Let's say you are a Research Scientist working on a new cognitive enhancement pill:

- The goal is to develop a pill that can significantly improve IQ scores in individuals.
- The researchers believe that the new pill will lead to a significant increase in average IQ scores for the population.

In [2]:
iq_scores = [110, 105, 98, 102, 99, 104, 115, 95]
print("Sample size:", len(iq_scores))

Sample size: 8


#### Solution

In [3]:
# Given that average IQ of human beings are considered as 100.
mu = 100  # Population mean.
n = len(iq_scores)

# H_0: mu <= 100  Given IQ scores are closer to global average.
# H_a: mu > 100   Given IQ scores are larger than global average.

In [4]:
# Distribution: T distribution
# Test statistic: T-score
# Significance level: 0.05
alpha = 0.05

In [5]:
# Since H_a has > symbol, perform right tailed test.

In [6]:
mu_0 = np.mean(iq_scores)  # Sample mean
mu_0.item()

103.5

In [7]:
t_stat, p_value = ttest_1samp(a=iq_scores, popmean=mu, alternative="greater")
print("t-statistic:", t_stat.round(6).item())
print("p-value", p_value.round(6).item())

t-statistic: 1.507157
p-value 0.08775


In [8]:
if p_value <= alpha:
    print("Reject Null hypothesis")
else:
    print("Failed to reject Null hypothesis")

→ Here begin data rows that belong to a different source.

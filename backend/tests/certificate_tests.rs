//! Certificate rule tests
//!
//! Property-based and unit tests for:
//! - Certificate number format
//! - Expiry from course validity
//! - Public verification outcomes

use chrono::{DateTime, Duration, TimeZone, Utc};
use proptest::prelude::*;
use shared::models::{
    days_until_expiry, expiry_from_validity, format_certificate_number,
    is_valid_certificate_number, verification_outcome, CertificateStatus, VerificationOutcome,
    DAYS_PER_VALIDITY_MONTH,
};

// ============================================================================
// Property Test Strategies
// ============================================================================

fn issue_date_strategy() -> impl Strategy<Value = DateTime<Utc>> {
    // 2020-01-01 .. 2035-01-01
    (1_577_836_800i64..2_051_222_400).prop_map(|secs| Utc.timestamp_opt(secs, 0).unwrap())
}

fn hex_strategy() -> impl Strategy<Value = String> {
    "[0-9a-fA-F]{8,12}"
}

fn status_strategy() -> impl Strategy<Value = CertificateStatus> {
    prop_oneof![
        Just(CertificateStatus::Issued),
        Just(CertificateStatus::Revoked),
        Just(CertificateStatus::Expired),
    ]
}

// ============================================================================
// Property-Based Tests
// ============================================================================

proptest! {
    /// Every generated number passes the format check and carries the issue period
    #[test]
    fn test_generated_numbers_are_valid(issued in issue_date_strategy(), hex in hex_strategy()) {
        let number = format_certificate_number(issued, &hex);
        prop_assert!(is_valid_certificate_number(&number));
        let period = issued.format("%Y%m").to_string();
        let prefix = format!("SD-{}-", period);
        prop_assert!(number.starts_with(&prefix));
        prop_assert_eq!(number.len(), "SD-YYYYMM-XXXXXXXX".len());
    }

    /// Arbitrary text almost never looks like a certificate number
    #[test]
    fn test_lowercase_numbers_rejected(hex in "[a-f]{8}") {
        let candidate = format!("SD-202501-{}", hex);
        prop_assert!(!is_valid_certificate_number(&candidate));
    }

    /// Positive validity always yields an expiry after the issue date
    #[test]
    fn test_expiry_follows_validity(issued in issue_date_strategy(), months in 1i32..=120) {
        let expires = expiry_from_validity(issued, Some(months));
        prop_assert_eq!(
            expires,
            Some(issued + Duration::days(i64::from(months) * DAYS_PER_VALIDITY_MONTH))
        );
    }

    /// Only issued, unexpired certificates verify as valid
    #[test]
    fn test_only_issued_unexpired_is_valid(
        status in status_strategy(),
        issued in issue_date_strategy(),
        offset_days in -400i64..400,
    ) {
        let expires = issued + Duration::days(offset_days);
        let outcome = verification_outcome(status, Some(expires), issued);
        let expected_valid = status == CertificateStatus::Issued && offset_days > 0;
        prop_assert_eq!(outcome.is_valid(), expected_valid);
    }
}

// ============================================================================
// Unit Tests
// ============================================================================

#[test]
fn test_number_shape() {
    assert!(is_valid_certificate_number("SD-202501-1A2B3C4D"));
    assert!(!is_valid_certificate_number("SD-202501-1A2B3C4"));
    assert!(!is_valid_certificate_number("XX-202501-1A2B3C4D"));
    assert!(!is_valid_certificate_number("SD-2025-01-1A2B3C4D"));
    assert!(!is_valid_certificate_number("SD-202501-1A2B3C4G"));
}

#[test]
fn test_no_validity_never_expires() {
    let issued = Utc.with_ymd_and_hms(2025, 1, 15, 8, 0, 0).unwrap();
    assert_eq!(expiry_from_validity(issued, None), None);
    assert_eq!(expiry_from_validity(issued, Some(0)), None);
    assert_eq!(
        verification_outcome(CertificateStatus::Issued, None, issued + Duration::days(10_000)),
        VerificationOutcome::Valid
    );
}

#[test]
fn test_revoked_wins_over_expiry() {
    let now = Utc.with_ymd_and_hms(2025, 6, 1, 0, 0, 0).unwrap();
    assert_eq!(
        verification_outcome(CertificateStatus::Revoked, Some(now + Duration::days(30)), now),
        VerificationOutcome::Revoked
    );
}

#[test]
fn test_expiry_at_boundary_is_expired() {
    let now = Utc.with_ymd_and_hms(2025, 6, 1, 0, 0, 0).unwrap();
    assert_eq!(
        verification_outcome(CertificateStatus::Issued, Some(now), now),
        VerificationOutcome::Expired
    );
}

#[test]
fn test_days_until_expiry() {
    let now = Utc.with_ymd_and_hms(2025, 6, 1, 12, 0, 0).unwrap();
    assert_eq!(days_until_expiry(now + Duration::days(30), now), 30);
    assert_eq!(days_until_expiry(now - Duration::days(2), now), -2);
}

#[test]
fn test_outcome_labels() {
    assert_eq!(VerificationOutcome::InvalidSignature.as_str(), "invalid_signature");
    assert_eq!(VerificationOutcome::NotFound.as_str(), "not_found");
    assert!(!VerificationOutcome::Expired.is_valid());
}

Failed to reject Null hypothesis


Average IQ of sample, 103, is **NOT** statistically significant, hence given IQ scores are closer to global average.

In [9]:
sample_se = np.std(iq_scores) / np.sqrt(n)
sample_se.round(6).item()

2.172268

In [10]:
t_critical = norm.ppf(1 - (alpha / 2))
t_critical.round(6).item()

1.959964

In [11]:
# x = mu + (t_score * sample_se)
x = mu + (t_critical * sample_se)
x.round(1).item()

104.3

### Example #2

Suppose we have IQ data samples across 2 schools, and we want to compare and see which school's students have better IQ.

- Use $\alpha$ = 0.05

In [12]:
iq_df = pd.read_csv("../0_data/01_students/iq_two_schools.csv")
iq_df.head(3)

Unnamed: 0,School,iq
0,school_1,91
1,school_1,95
2,school_1,110


In [13]:
iq_df["School"].value_counts()

School
school_1    26
school_2    24
Name: count, dtype: int64

In [14]:
mask = iq_df["School"] == "school_1"
sc1_sample = iq_df[mask]["iq"].values.tolist()
sc1_sample[:5]

[91, 95, 110, 112, 115]

In [15]:
mask = iq_df["School"] == "school_2"
sc2_sample = iq_df[mask]["iq"].values.tolist()
sc2_sample[:5]

[112, 115, 95, 92, 91]

#### Solution

In [16]:
# H_0: mu_1 = mu_2  # IQs of students both the schools are same
# H_a: mu_1 != mu_2  # IQs of students both the schools are different

In [17]:
alpha = 0.05

In [18]:
# Since H_a has != symbol, perform two-tailed test.

In [19]:
# Compute test statistic and p-value.
t_stat, p_value = ttest_ind(a=sc1_sample, b=sc2_sample, alternative="two-sided")
print("t-statistic:", t_stat.round(6).item())
print("p-value", p_value.round(6).item())

t-statistic: -2.405647
p-value 0.020046


In [20]:
# Compare p-value with alpha.
if p_value <= alpha:
    print("Reject Null hypothesis")
else:
    print("Failed to reject Null hypothesis")

Reject Null hypothesis


### Example #3

In [21]:
ps_df = pd.read_csv("../0_data/01_students/problem_solving.csv")
ps_df.head(3)

Unnamed: 0,id,test_1,test_2
0,0,40,38
1,1,49,44
2,2,65,69


In [22]:
row_count, _ = ps_df.shape
print("Sample size:", row_count)

Sample size: 137


In [23]:
sample_before = ps_df["test_1"].values.tolist()
sample_before[:5]

[40, 49, 65, 59, 44]

In [24]:
sample_after = ps_df["test_2"].values.tolist()
sample_after[:5]

[38, 44, 69, 63, 43]

#### Solution

Perform two tailed test to see if there are any difference in test scores.

In [25]:
# H_0: mu_before = mu_after  # Problem Solving has no effect on scores.
# H_a: mu_before != mu_after  # Problem Solving has some effect on scores.

alpha = 0.05

# Since H_a has > symbol, perform right-tailed test.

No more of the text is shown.